Considering how the anti-apartheid struggle was executed and continuously optimized to meet the changing geopolitical interests characterized by Cold War priorities, the invocation of the ideals of the Freedom Charter as the actual ideal Nelson Mandela was prepared to die for in the dock, should more and more be the promise for all who want the legitimacy to govern South Africa should be allowed to also lay claim to. The wrong choice of wanting to make the attainment of Freedom Charter objects a strictly ANC affair should at best be abandoned, and at worst be subjected to a rigorous and consequential review process, as it has to date reduced its noble character as a national liberation project. Our liberation ideals are gradually becoming victim to the mistakes of the pyrrhic victories of its leadership for the Presidency of the country.

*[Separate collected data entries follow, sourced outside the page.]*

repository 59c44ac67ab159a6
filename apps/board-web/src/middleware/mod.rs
//! Middleware modules.

pub mod error;
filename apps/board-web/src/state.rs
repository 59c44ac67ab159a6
//! Application state - shared across all handlers.

use std::sync::Arc;

use board_core::ports::PostApi;

use crate::views::Views;

/// Shared application state.
///
/// Holds no post data: every page fetches its own copy.
#[derive(Clone)]
pub struct AppState {
    pub api: Arc<dyn PostApi>,
    pub views: Arc<Views>,
}

impl AppState {
    pub fn new(api: Arc<dyn PostApi>) -> Result<Self, tera::Error> {
        let views = Arc::new(Views::new()?);
        tracing::info!("Application state initialized");
        Ok(Self { api, views })
    }
}
//! Data Transfer Objects - the backend's JSON wire format.

use chrono::NaiveDateTime;
use serde::{Deserialize, Serialize};

/// Body of `POST /api/posts` and `PUT /api/posts/{id}`.
#[derive(Debug, Clone, PartialEq, Eq, Serialize, Deserialize)]
pub struct PostRequest {
    pub title: String,
    pub content: String,
    pub author: String,
}

/// A post as the backend returns it.
#[derive(Debug, Clone, PartialEq, Eq, Serialize, Deserialize)]
#[serde(rename_all = "camelCase")]
pub struct PostResponse {
    pub id: i64,
    pub title: String,
    pub content: String,
    pub author: String,
    #[serde(with = "timestamp")]
    pub created_at: NaiveDateTime,
    #[serde(default, with = "timestamp::option")]
    pub updated_at: Option<NaiveDateTime>,
}

/// Error payload in the shape Spring-style backends emit.
/// Every field is optional; anything unparseable is ignored.
#[derive(Debug, Clone, Default, Deserialize)]
pub struct ErrorBody {
    #[serde(default)]
    pub error: Option<String>,
    #[serde(default)]
    pub message: Option<String>,
}

impl ErrorBody {
    pub fn detail(self) -> Option<String> {
        self.message
            .filter(|m| !m.is_empty())
            .or(self.error)
    }
}

/// ISO-8601 timestamps, with or without an offset.
///
/// Offset-bearing values are reduced to their local wall-clock time.
pub mod timestamp {
    use chrono::{DateTime, NaiveDateTime};
    use serde::de::Error as _;
    use serde::{Deserialize, Deserializer, Serializer};

    const FORMAT: &str = "%Y-%m-%dT%H:%M:%S%.f";

    pub fn parse(raw: &str) -> Option<NaiveDateTime> {
        DateTime::parse_from_rfc3339(raw)
            .map(|dt| dt.naive_local())
            .ok()
            .or_else(|| NaiveDateTime::parse_from_str(raw, FORMAT).ok())
            .or_else(|| NaiveDateTime::parse_from_str(raw, "%Y-%m-%d %H:%M:%S%.f").ok())
    }

    pub fn serialize<S>(value: &NaiveDateTime, serializer: S) -> Result<S::Ok, S::Error>
    where
        S: Serializer,
    {
        serializer.serialize_str(&value.format(FORMAT).to_string())
    }

    pub fn deserialize<'de, D>(deserializer: D) -> Result<NaiveDateTime, D::Error>
    where
        D: Deserializer<'de>,
    {
        let raw = String::deserialize(deserializer)?;
        parse(&raw).ok_or_else(|| D::Error::custom(format!("invalid timestamp: {raw}")))
    }

    pub mod option {
        use chrono::NaiveDateTime;
        use serde::de::Error as _;
        use serde::{Deserialize, Deserializer, Serializer};

        pub fn serialize<S>(value: &Option<NaiveDateTime>, serializer: S) -> Result<S::Ok, S::Error>
        where
            S: Serializer,
        {
            match value {
                Some(at) => super::serialize(at, serializer),
                None => serializer.serialize_none(),
            }
        }

        pub fn deserialize<'de, D>(deserializer: D) -> Result<Option<NaiveDateTime>, D::Error>
        where
            D: Deserializer<'de>,
        {
            match Option::<String>::deserialize(deserializer)? {
                Some(raw) => super::parse(&raw)
                    .map(Some)
                    .ok_or_else(|| D::Error::custom(format!("invalid timestamp: {raw}"))),
                None => Ok(None),
            }
        }
    }
}

#[cfg(test)]
mod tests {
    use super::*;

    #[test]
    fn test_local_datetime_payload() {
        let body = r#"{
            "id": 1,
            "title": "Hello",
            "content": "World",
            "author": "Alice",
            "createdAt": "2024-01-05T15:04:05.123456",
            "updatedAt": null
        }"#;
        let post: PostResponse = serde_json::from_str(body).unwrap();
        assert_eq!(post.id, 1);
        assert_eq!(
            post.created_at.format("%Y-%m-%d %H:%M:%S").to_string(),
            "2024-01-05 15:04:05"
        );
        assert_eq!(post.updated_at, None);
    }

    #[test]
    fn test_offset_timestamp_keeps_wall_clock() {
        let at = timestamp::parse("2024-01-05T15:04:05+09:00").unwrap();
        assert_eq!(at.format("%H:%M").to_string(), "15:04");
    }

    #[test]
    fn test_missing_updated_at() {
        let body = r#"{"id":2,"title":"t","content":"c","author":"a","createdAt":"2024-01-05T15:04:05"}"#;
        let post: PostResponse = serde_json::from_str(body).unwrap();
        assert_eq!(post.updated_at, None);
    }

    #[test]
    fn test_garbage_timestamp_is_rejected() {
        let body = r#"{"id":2,"title":"t","content":"c","author":"a","createdAt":"yesterday"}"#;
        assert!(serde_json::from_str::<PostResponse>(body).is_err());
    }

    #[test]
    fn test_error_body_detail() {
        let body: ErrorBody =
            serde_json::from_str(r#"{"status":500,"error":"Internal Server Error","message":""}"#)
                .unwrap();
        assert_eq!(body.detail().as_deref(), Some("Internal Server Error"));
    }
}
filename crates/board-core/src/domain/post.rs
use std::fmt;
use std::str::FromStr;

use chrono::NaiveDateTime;
use serde::{Deserialize, Serialize};

use crate::error::DomainError;

/// Server-assigned post identifier.
#[derive(Debug, Clone, Copy, PartialEq, Eq, Hash, PartialOrd, Ord, Serialize, Deserialize)]
#[serde(transparent)]
pub struct PostId(i64);

impl PostId {
    pub fn new(id: i64) -> Self {
        Self(id)
    }

    pub fn get(self) -> i64 {
        self.0
    }
}

impl fmt::Display for PostId {
    fn fmt(&self, f: &mut fmt::Formatter<'_>) -> fmt::Result {
        write!(f, "{}", self.0)
    }
}

impl FromStr for PostId {
    type Err = DomainError;

    fn from_str(s: &str) -> Result<Self, Self::Err> {
        s.parse::<i64>()
            .map(PostId)
            .map_err(|_| DomainError::InvalidId(s.to_string()))
    }
}

/// Post entity - a titled, authored block of text.
///
/// Timestamps are the backend's wall-clock values; the client never sets them.
#[derive(Debug, Clone, PartialEq, Eq, Serialize, Deserialize)]
pub struct Post {
    pub id: PostId,
    pub title: String,
    pub content: String,
    pub author: String,
    pub created_at: NaiveDateTime,
    pub updated_at: Option<NaiveDateTime>,
}

impl Post {
    /// Date as shown in the list table, e.g. `2024.01.05`.
    pub fn short_date(&self) -> String {
        self.created_at.format("%Y.%m.%d").to_string()
    }

    /// Date and time as shown on the detail page, e.g. `January 5, 2024, 03:04 PM`.
    pub fn full_date(&self) -> String {
        format_full(self.created_at)
    }

    /// Date and time as shown on the combined board page.
    pub fn timestamp(&self) -> String {
        self.created_at.format("%Y-%m-%d %H:%M:%S").to_string()
    }

    /// Last edit time, when the backend reports one later than creation.
    pub fn edited_date(&self) -> Option<String> {
        self.updated_at
            .filter(|updated| *updated > self.created_at)
            .map(format_full)
    }
}

fn format_full(at: NaiveDateTime) -> String {
    at.format("%B %-d, %Y, %I:%M %p").to_string()
}

/// Validated create/update payload.
///
/// Every field is non-blank after trimming. Values are kept as entered.
#[derive(Debug, Clone, PartialEq, Eq)]
pub struct PostDraft {
    title: String,
    content: String,
    author: String,
}

impl PostDraft {
    pub fn new(
        title: impl Into<String>,
        content: impl Into<String>,
        author: impl Into<String>,
    ) -> Result<Self, DomainError> {
        let draft = Self {
            title: title.into(),
            content: content.into(),
            author: author.into(),
        };

        let blank: Vec<&str> = [
            ("title", &draft.title),
            ("content", &draft.content),
            ("author", &draft.author),
        ]
        .into_iter()
        .filter(|(_, value)| value.trim().is_empty())
        .map(|(name, _)| name)
        .collect();

        if !blank.is_empty() {
            return Err(DomainError::Validation(format!(
                "{} must not be blank",
                blank.join(", ")
            )));
        }

        Ok(draft)
    }

    pub fn title(&self) -> &str {
        &self.title
    }

    pub fn content(&self) -> &str {
        &self.content
    }

    pub fn author(&self) -> &str {
        &self.author
    }
}
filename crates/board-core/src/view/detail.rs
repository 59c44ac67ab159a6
use serde::Serialize;

use crate::domain::Post;
use crate::error::ApiError;

use super::{Notice, Route};

const POST_NOT_FOUND: &str = "Post not found.";

/// A loaded post as rendered by the detail page.
#[derive(Debug, Clone, PartialEq, Eq, Serialize)]
pub struct PostView {
    pub id: String,
    pub title: String,
    pub author: String,
    pub created: String,
    pub edited: Option<String>,
    pub content: String,
    pub edit_href: String,
    pub delete_action: String,
}

impl From<&Post> for PostView {
    fn from(post: &Post) -> Self {
        Self {
            id: post.id.to_string(),
            title: post.title.clone(),
            author: post.author.clone(),
            created: post.full_date(),
            edited: post.edited_date(),
            content: post.content.clone(),
            edit_href: Route::Edit(post.id).path(),
            delete_action: Route::Delete(post.id).path(),
        }
    }
}

/// Settled state of the detail page: a post, or an error panel.
#[derive(Debug, Clone, Serialize)]
pub struct DetailPage {
    pub post: Option<PostView>,
    pub error: Option<String>,
    pub alert: Option<String>,
    pub list_href: String,
}

impl DetailPage {
    pub fn loaded(post: &Post, notice: Option<Notice>) -> Self {
        Self {
            post: Some(PostView::from(post)),
            error: None,
            alert: notice.map(|n| n.message().to_string()),
            list_href: Route::List.path(),
        }
    }

    pub fn failed(err: &ApiError) -> Self {
        let message = if err.is_not_found() {
            POST_NOT_FOUND
        } else {
            Notice::LoadFailed.message()
        };
        Self {
            post: None,
            error: Some(message.to_string()),
            alert: None,
            list_href: Route::List.path(),
        }
    }

    /// Route ids that do not parse never reach the backend.
    pub fn invalid_id() -> Self {
        Self::failed(&ApiError::NotFound)
    }

    pub fn from_result(result: Result<Post, ApiError>, notice: Option<Notice>) -> Self {
        match result {
            Ok(post) => Self::loaded(&post, notice),
            Err(err) => Self::failed(&err),
        }
    }
}

#[cfg(test)]
mod tests {
    use super::*;
    use crate::domain::PostId;
    use chrono::NaiveDate;

    fn post() -> Post {
        Post {
            id: PostId::new(1),
            title: "Hello".to_string(),
            content: "World".to_string(),
            author: "Alice".to_string(),
            created_at: NaiveDate::from_ymd_opt(2024, 1, 5)
                .unwrap()
                .and_hms_opt(15, 4, 0)
                .unwrap(),
            updated_at: None,
        }
    }

    #[test]
    fn test_loaded_page_links_actions() {
        let page = DetailPage::loaded(&post(), None);
        let view = page.post.unwrap();
        assert_eq!(view.edit_href, "/edit/1");
        assert_eq!(view.delete_action, "/post/1/delete");
        assert_eq!(view.created, "January 5, 2024, 03:04 PM");
        assert!(page.alert.is_none());
    }

    #[test]
    fn test_delete_failure_keeps_post_and_alerts() {
        let page = DetailPage::loaded(&post(), Some(Notice::DeleteFailed));
        assert!(page.post.is_some());
        assert_eq!(page.alert.as_deref(), Some("Failed to delete the post."));
    }

    #[test]
    fn test_not_found_panel() {
        let page = DetailPage::from_result(Err(ApiError::NotFound), None);
        assert!(page.post.is_none());
        assert_eq!(page.error.as_deref(), Some(POST_NOT_FOUND));
        assert_eq!(page.list_href, "/");
    }

    #[test]
    fn test_other_failures_use_generic_message() {
        let page = DetailPage::failed(&ApiError::Status {
            status: 500,
            detail: None,
        });
        assert_eq!(page.error.as_deref(), Some("Could not load the post."));
    }
}
//! Domain-level error types.

use std::time::Duration;

use thiserror::Error;

/// Domain errors - input rejected before anything reaches the backend.
#[derive(Debug, Error, PartialEq, Eq)]
pub enum DomainError {
    #[error("Validation failed: {0}")]
    Validation(String),

    #[error("Invalid post id: {0}")]
    InvalidId(String),
}

/// Backend call errors.
///
/// Pages collapse every variant into "operation failed"; the distinction is
/// kept for logs.
#[derive(Debug, Error)]
pub enum ApiError {
    #[error("Request timed out after {0:?}")]
    Timeout(Duration),

    #[error("Backend unreachable: {0}")]
    Transport(String),

    #[error("Resource not found")]
    NotFound,

    #[error(
        "Backend responded with status {status}{}",
        .detail.as_deref().map(|d| format!(": {d}")).unwrap_or_default()
    )]
    Status { status: u16, detail: Option<String> },

    #[error("Malformed response body: {0}")]
    Decode(String),
}

impl ApiError {
    pub fn is_not_found(&self) -> bool {
        matches!(self, ApiError::NotFound)
    }
}

#[cfg(test)]
mod tests {
    use super::*;

    #[test]
    fn test_status_message_includes_detail() {
        let err = ApiError::Status {
            status: 500,
            detail: Some("Post missing".to_string()),
        };
        assert_eq!(err.to_string(), "Backend responded with status 500: Post missing");

        let bare = ApiError::Status {
            status: 502,
            detail: None,
        };
        assert_eq!(bare.to_string(), "Backend responded with status 502");
    }
}
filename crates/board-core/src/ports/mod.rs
//! Ports - trait definitions for external dependencies.
//! These are the "interfaces" that infrastructure must implement.

mod post_api;

pub use post_api::PostApi;
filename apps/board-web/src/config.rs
//! Application configuration loaded from environment variables.

use std::env;
use std::time::Duration;

use board_infra::HttpApiConfig;

/// Application configuration.
#[derive(Debug, Clone)]
pub struct AppConfig {
    pub host: String,
    pub port: u16,
    pub api: HttpApiConfig,
}

impl AppConfig {
    /// Load configuration from environment variables.
    pub fn from_env() -> Self {
        let defaults = HttpApiConfig::default();

        let api = HttpApiConfig {
            base_url: env::var("BOARD_API_URL").unwrap_or(defaults.base_url),
            timeout: env::var("BOARD_API_TIMEOUT_SECS")
                .ok()
                .and_then(|s| s.parse().ok())
                .map(Duration::from_secs)
                .unwrap_or(defaults.timeout),
        };

        Self {
            host: env::var("HOST").unwrap_or_else(|_| "127.0.0.1".to_string()),
            port: env::var("PORT")
                .ok()
                .and_then(|p| p.parse().ok())
                .unwrap_or(3000),
            api,
        }
    }
}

Believing that when the Freedom Charter declared that "South Africa belongs to all who live in it, black and white, and that no government can justly claim authority unless it is based on the will of all the people", never envisaged the ANC as a potential candidate to govern on a will which is no longer of the people, is yet another wrong context the renewal process does not seem to be honest about. The brute fact is that the ANC might soon no longer have a right to claim the very authority it struggled and sacrificed for bequeathing to South Africans. The moral force of legitimacy the ANC commanded for as long it was a custodian of the Freedom Charter was so strong that it started to believe the Charter cannot be imagined outside it as an organization.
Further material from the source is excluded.